Focal Passage: Psalm 42:1-43:5
Overwhelmed!
This one word seems to express that walled-up flood of turbulent emotions and piercing heartaches that opens up the worshipper to Book Two of the Psalter. This worshipper has been away from Jerusalem, the “wadi (spring of water in the parched desert)” of spiritual refreshment and has felt the estrangement deep within his/her very soul. “As a deer pants for flowing streams, so pants my soul for you, O God.” Like a gaping hole begging to be filled, the traveler seeks respite even in fragile memories of another day, a holy day of celebration and processions. But now, oh the drought … the depths!

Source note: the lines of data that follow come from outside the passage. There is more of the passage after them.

#[cfg(test)]
mod tests {
    use super::*;
    use crate::healing::WorkflowSummary;
    use serde_json::json;
    use wiremock::matchers::{method, path};
    use wiremock::{Mock, MockServer, ResponseTemplate};

    struct NoWorkflows;

    #[async_trait::async_trait]
    impl WorkflowLister for NoWorkflows {
        async fn list_workflows(&self) -> anyhow::Result<Vec<WorkflowSummary>> {
            Ok(vec![])
        }
    }

    fn make_dispatcher(webhook_url: String) -> Dispatcher<NoWorkflows> {
        let dir = tempfile::tempdir().unwrap();
        Dispatcher::new(
            webhook_url,
            "https://humanresource.app.n8n.cloud".to_string(),
            dir.path().join("state").to_path_buf(),
            dir.path().to_path_buf(),
            dir.path().join("deliverables"),
            AgentRegistry::new(),
            NoWorkflows,
            vec!["Elite Council".to_string()],
        )
    }

    #[test]
    fn project_extraction_handles_colon_form() {
        let name = extract_project_from_colon_form("Please help.\nProject: Acme Corp\nmore text").unwrap();
        assert_eq!(name, "Acme_Corp");
    }

    #[test]
    fn project_extraction_truncates_long_space_form() {
        let name = extract_project_from_space_form(
            "Project one two three four five six seven eight nine ten eleven twelve",
        )
        .unwrap();
        assert_eq!(name, "one_two_three");
    }

    #[tokio::test]
    async fn retries_exhaust_to_graceful_failure_after_three_attempts() {
        let server = MockServer::start().await;
        Mock::given(method("POST"))
            .and(path("/webhook/gemini-flash"))
            .respond_with(ResponseTemplate::new(503))
            .expect(3)
            .mount(&server)
            .await;

        let webhook = format!("{}/webhook/gemini-flash", server.uri());
        let dispatcher = make_dispatcher(webhook);
        let out = dispatcher.dispatch(DispatchInput::new("hi")).await;
        assert!(out.starts_with("Graceful Failure"));
    }

    #[tokio::test]
    async fn success_after_two_failures_returns_output_with_exactly_three_requests() {
        let server = MockServer::start().await;
        Mock::given(method("POST"))
            .and(path("/webhook/gemini-flash"))
            .respond_with(ResponseTemplate::new(503))
            .up_to_n_times(2)
            .expect(2)
            .mount(&server)
            .await;
        Mock::given(method("POST"))
            .and(path("/webhook/gemini-flash"))
            .respond_with(ResponseTemplate::new(200).set_body_json(json!({"output": "hi"})))
            .expect(1)
            .mount(&server)
            .await;

        let webhook = format!("{}/webhook/gemini-flash", server.uri());
        let dispatcher = make_dispatcher(webhook);
        let out = dispatcher.dispatch(DispatchInput::new("hi")).await;
        assert_eq!(out, "hi");

        let history = dispatcher.history.load();
        assert_eq!(history.len(), 2);
        assert_eq!(history[0].role, "user");
        assert_eq!(history[1].role, "ai");
    }

    #[tokio::test]
    async fn tool_call_action_loops_back_with_observation() {
        let server = MockServer::start().await;
        Mock::given(method("POST"))
            .respond_with(ResponseTemplate::new(200).set_body_json(json!({
                "action": "use_tool",
                "tool": "list_files",
                "query": null
            })))
            .up_to_n_times(1)
            .mount(&server)
            .await;
        Mock::given(method("POST"))
            .respond_with(ResponseTemplate::new(200).set_body_json(json!({"output": "done"})))
            .mount(&server)
            .await;

        let webhook = format!("{}/webhook/gemini-flash", server.uri());
        let dispatcher = make_dispatcher(webhook);
        let out = dispatcher.dispatch(DispatchInput::new("list the files")).await;
        assert_eq!(out, "done");
    }

    #[tokio::test]
    async fn draft_summary_is_terminal() {
        let server = MockServer::start().await;
        Mock::given(method("POST"))
            .respond_with(ResponseTemplate::new(200).set_body_json(json!({
                "action": "draft_summary",
                "content": "Here is the plan."
            })))
            .mount(&server)
            .await;

        let webhook = format!("{}/webhook/gemini-flash", server.uri());
        let dispatcher = make_dispatcher(webhook);
        let out = dispatcher.dispatch(DispatchInput::new("draft it")).await;
        assert!(out.starts_with("DRAFT FOR REVIEW"));
        assert!(out.contains("Here is the plan."));
    }

    struct OneMatch;

    #[async_trait::async_trait]
    impl WorkflowLister for OneMatch {
        async fn list_workflows(&self) -> anyhow::Result<Vec<WorkflowSummary>> {
            Ok(vec![WorkflowSummary {
                id: "healed-wf".into(),
                name: "Elite Council Recovery".into(),
                active: true,
            }])
        }
    }

    #[tokio::test]
    async fn healed_retry_appends_user_turn_exactly_once() {
        let server = MockServer::start().await;
        Mock::given(method("POST"))
            .and(path("/webhook/gemini-flash"))
            .respond_with(ResponseTemplate::new(503))
            .expect(3)
            .mount(&server)
            .await;
        Mock::given(method("POST"))
            .and(path("/webhook/healed-wf/elite-council"))
            .respond_with(ResponseTemplate::new(200).set_body_json(json!({"output": "recovered"})))
            .expect(1)
            .mount(&server)
            .await;

        let webhook = format!("{}/webhook/gemini-flash", server.uri());
        let dir = tempfile::tempdir().unwrap();
        let dispatcher = Dispatcher::new(
            webhook,
            server.uri(),
            dir.path().join("state").to_path_buf(),
            dir.path().to_path_buf(),
            dir.path().join("deliverables"),
            AgentRegistry::new(),
            OneMatch,
            vec!["Elite Council".to_string()],
        );

        let out = dispatcher.dispatch(DispatchInput::new("hi")).await;
        assert_eq!(out, "recovered");

        // The healed re-dispatch must not append a second user turn.
        let history = dispatcher.history.load();
        assert_eq!(history.len(), 2);
        assert_eq!(history[0].role, "user");
        assert_eq!(history[1].role, "ai");
    }

    #[tokio::test]
    async fn step_caller_adapter_routes_through_dispatch() {
        use crate::action_plan::StepCaller;

        let server = MockServer::start().await;
        Mock::given(method("POST"))
            .respond_with(ResponseTemplate::new(200).set_body_json(json!({"output": "step done"})))
            .mount(&server)
            .await;

        let webhook = format!("{}/webhook/gemini-flash", server.uri());
        let dispatcher = make_dispatcher(webhook);
        let caller = DispatcherStepCaller::new(&dispatcher, "Acme_Corp");
        let out = caller.call("do the thing".to_string()).await.unwrap();
        assert_eq!(out, "step done");
    }
}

The psalmist asks, “Why are you so cut down, O my soul, and why do you groan tumultuously deep within me?” The drought … the depths! Is there no hope? “Why do I go mourning because of the oppression of the enemy?” Vulnerable because of such thirst for God, he/she experiences the mockery and taunts of onlookers and the barrenness of the landscape. Is there really no hope?
Then in quiet refrain the worshipper responds “Hope in God: for I shall again praise Him, my salvation and my God.”

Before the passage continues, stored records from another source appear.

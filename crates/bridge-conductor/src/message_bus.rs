//! Internal pub/sub bus for state transitions between conductor subsystems.
//!
//! Broadcasts are fire-and-forget — a late subscriber only sees events
//! emitted after it subscribes. The state store, not the bus, is the
//! durable record.

use std::sync::Arc;

use chrono::Utc;
use serde::{Deserialize, Serialize};
use tokio::sync::broadcast;

use crate::state_store::StateStore;

#[derive(Debug, Clone, Serialize, Deserialize)]
pub struct BusMessage {
    pub kind: String,
    pub subject: String,
    pub timestamp: String,
}

pub struct MessageBus {
    sender: broadcast::Sender<BusMessage>,
    store: Arc<StateStore>,
}

impl MessageBus {
    pub fn new(store: Arc<StateStore>) -> Self {
        let (sender, _) = broadcast::channel(64);
        Self { sender, store }
    }

    pub fn subscribe(&self) -> broadcast::Receiver<BusMessage> {
        self.sender.subscribe()
    }

    fn publish(&self, kind: &str, subject: &str) {
        let msg = BusMessage {
            kind: kind.to_string(),
            subject: subject.to_string(),
            timestamp: Utc::now().to_rfc3339(),
        };
        // No subscribers is not an error — the store already has the record.
        let _ = self.sender.send(msg);
    }

    pub async fn mark_online(&self, name: &str) {
        let _ = self.store.upsert_agent_state(name, "online", None).await;
        self.publish("online", name);
    }

    pub async fn mark_offline(&self, name: &str) {
        let _ = self.store.upsert_agent_state(name, "offline", None).await;
        self.publish("offline", name);
    }
}

#[cfg(test)]
mod tests {
    use super::*;
    use crate::config::StoreConfig;

    #[tokio::test]
    async fn mark_online_publishes_and_persists() {
        let dir = tempfile::tempdir().unwrap();
        let store = Arc::new(
            StateStore::open(&StoreConfig {
                state_path: dir.path().join("state.json"),
            })
            .await
            .unwrap(),
        );
        let bus = MessageBus::new(store.clone());
        let mut rx = bus.subscribe();

        bus.mark_online("bridge-server").await;

        let msg = rx.try_recv().unwrap();
        assert_eq!(msg.kind, "online");
        assert_eq!(msg.subject, "bridge-server");
        assert_eq!(store.agent_states().await[0].status, "online");
    }
}
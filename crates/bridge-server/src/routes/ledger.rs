use std::sync::Arc;

use axum::extract::State;
use axum::routing::{get, post};
use axum::{Json, Router};
use bridge_core::budget::BudgetGuard;
use bridge_core::error_log::read_recent_from;
use serde_json::{json, Value};

use crate::state::AppState;

fn budget_log_path(state: &AppState) -> std::path::PathBuf {
    state.config.budget.log_path.clone()
}

async fn ledger(State(state): State<Arc<AppState>>) -> Json<Value> {
    let guard = BudgetGuard::new(budget_log_path(&state), state.config.budget.monthly_limit);
    Json(json!({"samples": guard.history()}))
}

/// Out of core scope per the interface; returns the freshly-read ledger so
/// callers have something to diff against after triggering a refresh.
async fn ledger_refresh(State(state): State<Arc<AppState>>) -> Json<Value> {
    let guard = BudgetGuard::new(budget_log_path(&state), state.config.budget.monthly_limit);
    Json(json!({"status": "refreshed", "samples": guard.history()}))
}

async fn journal(State(state): State<Arc<AppState>>) -> Json<Value> {
    let entries = read_recent_from(&state.config.error_log.log_path, 50, None, None);
    Json(json!({"entries": entries}))
}

pub fn routes() -> Router<Arc<AppState>> {
    Router::new()
        .route("/api/ledger", get(ledger))
        .route("/api/ledger/refresh", post(ledger_refresh))
        .route("/api/journal", get(journal))
}
//! Agent/child-process state persistence.
//!
//! A single JSON file guarded by an in-process mutex, replacing the
//! original's SQLite table — the conductor tracks a handful of records
//! (one per managed child), far too little state to justify a database.

use std::collections::HashMap;
use std::path::PathBuf;

use chrono::{DateTime, Utc};
use serde::{Deserialize, Serialize};
use tokio::sync::Mutex;

use crate::config::StoreConfig;

#[derive(Debug, Clone, Serialize, Deserialize)]
pub struct AgentState {
    pub name: String,
    pub status: String,
    pub pid: Option<u32>,
    pub last_health_at: Option<DateTime<Utc>>,
    pub updated_at: DateTime<Utc>,
}

#[derive(Debug, Default, Serialize, Deserialize)]
struct StoreFile {
    agents: HashMap<String, AgentState>,
}

pub struct StateStore {
    path: PathBuf,
    inner: Mutex<StoreFile>,
}

impl StateStore {
    /// Open (or create) the state file.
    pub async fn open(config: &StoreConfig) -> anyhow::Result<Self> {
        if let Some(parent) = config.state_path.parent() {
            tokio::fs::create_dir_all(parent).await?;
        }

        let file = match tokio::fs::read(&config.state_path).await {
            Ok(bytes) => serde_json::from_slice(&bytes).unwrap_or_default(),
            Err(_) => StoreFile::default(),
        };

        Ok(Self {
            path: config.state_path.clone(),
            inner: Mutex::new(file),
        })
    }

    /// Record a status/pid transition for a managed process.
    pub async fn upsert_agent_state(&self, name: &str, status: &str, pid: Option<u32>) -> anyhow::Result<()> {
        let mut guard = self.inner.lock().await;
        let now = Utc::now();
        let entry = guard.agents.entry(name.to_string()).or_insert_with(|| AgentState {
            name: name.to_string(),
            status: status.to_string(),
            pid,
            last_health_at: None,
            updated_at: now,
        });
        entry.status = status.to_string();
        entry.pid = pid;
        entry.updated_at = now;
        Self::flush(&self.path, &guard).await
    }

    /// Record that a health check against `name` just succeeded.
    pub async fn record_health(&self, name: &str) -> anyhow::Result<()> {
        let mut guard = self.inner.lock().await;
        let now = Utc::now();
        guard
            .agents
            .entry(name.to_string())
            .or_insert_with(|| AgentState {
                name: name.to_string(),
                status: "unknown".to_string(),
                pid: None,
                last_health_at: None,
                updated_at: now,
            })
            .last_health_at = Some(now);
        Self::flush(&self.path, &guard).await
    }

    /// Current snapshot of all tracked agent states.
    pub async fn agent_states(&self) -> Vec<AgentState> {
        self.inner.lock().await.agents.values().cloned().collect()
    }

    async fn flush(path: &PathBuf, file: &StoreFile) -> anyhow::Result<()> {
        let bytes = serde_json::to_vec_pretty(file)?;
        tokio::fs::write(path, bytes).await?;
        Ok(())
    }
}

#[cfg(test)]
mod tests {
    use super::*;

    #[tokio::test]
    async fn upsert_and_read_round_trips() {
        let dir = tempfile::tempdir().unwrap();
        let config = StoreConfig {
            state_path: dir.path().join("state.json"),
        };
        let store = StateStore::open(&config).await.unwrap();
        store.upsert_agent_state("bridge-server", "running", Some(123)).await.unwrap();
        store.record_health("bridge-server").await.unwrap();

        let states = store.agent_states().await;
        assert_eq!(states.len(), 1);
        assert_eq!(states[0].status, "running");
        assert_eq!(states[0].pid, Some(123));
        assert!(states[0].last_health_at.is_some());

        // Re-open and confirm the file persisted.
        let reopened = StateStore::open(&config).await.unwrap();
        assert_eq!(reopened.agent_states().await.len(), 1);
    }
}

With that comes the realization that though in danger of being permanently engulfed by the boiling, seething turmoil of wave upon wave of deep evil, his/her footing will not slip nor faith falter (even if forgotten by God (v. 9). Instead, hope in God … my salvation and my God. Why? “Because by day He commands His steadfast love and at night His song is with me…”
Psalm 42 defiantly asks twice (v. 5, 11) about the despair and tumult of apparent divine abandonment (v. 9) and turns to joyous memories of a better time. Now in Psalm 43 the question is affirmed with grateful confidence as the psalmist recognizes the situation and calls upon his God to send out His light and truth. “Vindicate me, O God, and defend my cause … Send out your light and your truth; let them lead me … to your holy hill and to your dwelling.” Instead of “why have you forgotten me?” the writer asks, “why have I forgotten you?”— He/she declares, “For you are the God in whom I take refuge.” There is hope! There is hope in spite of possible silence or even perceived rejection.
George Knight writes, “Hope is knowing that God is there and so hope means waiting for God. But hope arouses us to praise the God we are waiting for when we seem to have lost him from sight. Moreover, just doing so means putting out your hand into the darkness and finding it gripped by Another.”
As the hymnist has written,
“I’m overshadowed by His mighty love.
Love eternal, changeless pure.
Overshadowed by His mighty love
Rest is mine, serene, secure.”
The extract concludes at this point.